Author : John L. Brooke
Publisher : Cambridge University Press
Page : 448 pages
File Size : 18,44 MB
Release : 1994
Category : History
ISBN : 9780521565646
This 1995 book presents an alternative and comprehensive understanding of the roots of Mormon religion.
Author : Barbara B. Oberg
Publisher : University of Virginia Press
Page : 430 pages
File Size : 48,36 MB
Release : 2019-05-24
Category : Social Science
ISBN : 0813942608
Building on a quarter century of scholarship following the publication of the groundbreaking Women in the Age of the American Revolution, the engagingly written essays in this volume offer an updated answer to the question, What was life like for women in the era of the American Revolution? The contributors examine how women dealt with years of armed conflict and carried on their daily lives, exploring factors such as age, race, educational background, marital status, social class, and region. For patriot women the Revolution created opportunities—to market goods, find a new social status within the community, or gain power in the family. Those who remained loyal to the Crown, however, often saw their lives diminished—their property confiscated, their businesses failed, or their sense of security shattered. Some essays focus on individuals (Sarah Bache, Phillis Wheatley), while others address the impact of war on social or commercial interactions between men and women. Patriot women in occupied Boston fell in love with and married British soldiers; in Philadelphia women mobilized support for nonimportation; and in several major colonial cities wives took over the family business while their husbands fought. Together, these essays recover what the Revolution meant to and for women.
Author : Kenneth Scott
Publisher :
Page : 250 pages
File Size : 38,76 MB
Release : 2013-06
Category :
ISBN : 9781258759612
Author : George Thomas Tanselle
Publisher : Harvard University Press
Page : 1146 pages
File Size : 18,63 MB
Release : 1971
Category : Bibliographical literature
ISBN : 9780674367616
Author : Katie A. Moore
Publisher : University of Chicago Press
Page : 328 pages
File Size : 48,24 MB
Release : 2024-11-19
Category : History
ISBN : 0226835820
An incisive account of the crucial role money played in the formation and development of British North America.
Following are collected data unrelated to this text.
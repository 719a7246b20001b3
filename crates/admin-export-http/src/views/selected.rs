//! Export-selected admin action

use super::{ExportState, content_type_param, require_staff};
use crate::{Handler, Request, Response, Session};
use admin_export_core::{AdminError, AdminResult, ResolvedModel};
use async_trait::async_trait;
use hyper::Method;
use std::sync::Arc;

/// Prefix of session keys holding large selections
pub const SESSION_KEY_PREFIX: &str = "admin_export_";

const SELECTED_ACTION_FIELD: &str = "_selected_action";

/// Build the export form URL for a selection
///
/// Selections larger than `threshold` are stored in the session and referenced
/// by key; smaller ones travel inline as `ids`.
pub fn export_selected_objects(
	session: &mut Session,
	resolved: &ResolvedModel,
	pks: &[String],
	threshold: usize,
	url_prefix: &str,
) -> AdminResult<String> {
	let (name, value) = if pks.len() > threshold {
		let key = format!("{}{}", SESSION_KEY_PREFIX, uuid::Uuid::new_v4());
		session.set(key.clone(), pks)?;
		tracing::debug!(session_key = %key, ids = pks.len(), "Stored selection in session");
		("session_key", key)
	} else {
		("ids", pks.join(","))
	};

	let ct = resolved.id().to_string();
	let query = serde_urlencoded::to_string([("ct", ct.as_str()), (name, value.as_str())])
		.map_err(|e| AdminError::InvalidParameter(e.to_string()))?;

	Ok(format!("{}/?{}", url_prefix.trim_end_matches('/'), query))
}

/// `POST {prefix}/selected/?ct=<id>` with `_selected_action` pairs
pub struct ExportSelectedView {
	state: Arc<ExportState>,
}

impl ExportSelectedView {
	pub fn new(state: Arc<ExportState>) -> Self {
		Self { state }
	}

	async fn post(&self, request: Request) -> AdminResult<Response> {
		let mut session = self.state.session(&request).await?;
		require_staff(&session.user())?;

		let resolved = self.state.site.resolve(content_type_param(&request, "ct")?)?;
		let pks: Vec<String> = request
			.form_pairs()?
			.into_iter()
			.filter(|(name, value)| name == SELECTED_ACTION_FIELD && !value.is_empty())
			.map(|(_, value)| value)
			.collect();
		if pks.is_empty() {
			return Err(AdminError::MissingParameter(
				SELECTED_ACTION_FIELD.to_string(),
			));
		}

		let location = export_selected_objects(
			&mut session,
			&resolved,
			&pks,
			self.state.config.session_ids_threshold,
			&self.state.config.url_prefix,
		)?;

		let mut response = Response::temporary_redirect(&location);
		if let Some(key) = session.save().await? {
			response = response.with_header(
				"set-cookie",
				&format!(
					"{}={}; Path=/; HttpOnly; SameSite=Lax",
					self.state.config.session_cookie_name, key
				),
			);
		}
		Ok(response)
	}
}

#[async_trait]
impl Handler for ExportSelectedView {
	async fn handle(&self, request: Request) -> AdminResult<Response> {
		match request.method {
			Method::POST => self.post(request).await,
			_ => Ok(Response::method_not_allowed().with_header("allow", "POST")),
		}
	}
}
Promise to Pay follows America’s first paper money—the “bills of credit” of British North America—from its seventeenth-century origins as a means of war finance to its pivotal role in catalyzing the American Revolution. Katie A. Moore combs through treasury records, account books, and the bills themselves to tell a new story of money’s origins that challenges economic orthodoxy and mainstream histories. Promise to Pay shows how colonial governments imposed paper bills on settler communities through existing labor and kinship relations, their value secured by thousands of individual claims on the public purse—debts—and the state’s promise to take them back as payment for taxes owed. Born into a world of hierarchy and deference, early American money eroded old social ties and created new asymmetries of power, functioning simultaneously as a ticket to the world of goods, a lifeline for those on the margins, and a tool of imperial domination. Grounded in sustained engagement with scholarship from multiple disciplines, Promise to Pay breathes new life into old debates and offers an incisive account of the centrality of money in the politics and conflicts of empire, community, and everyday life.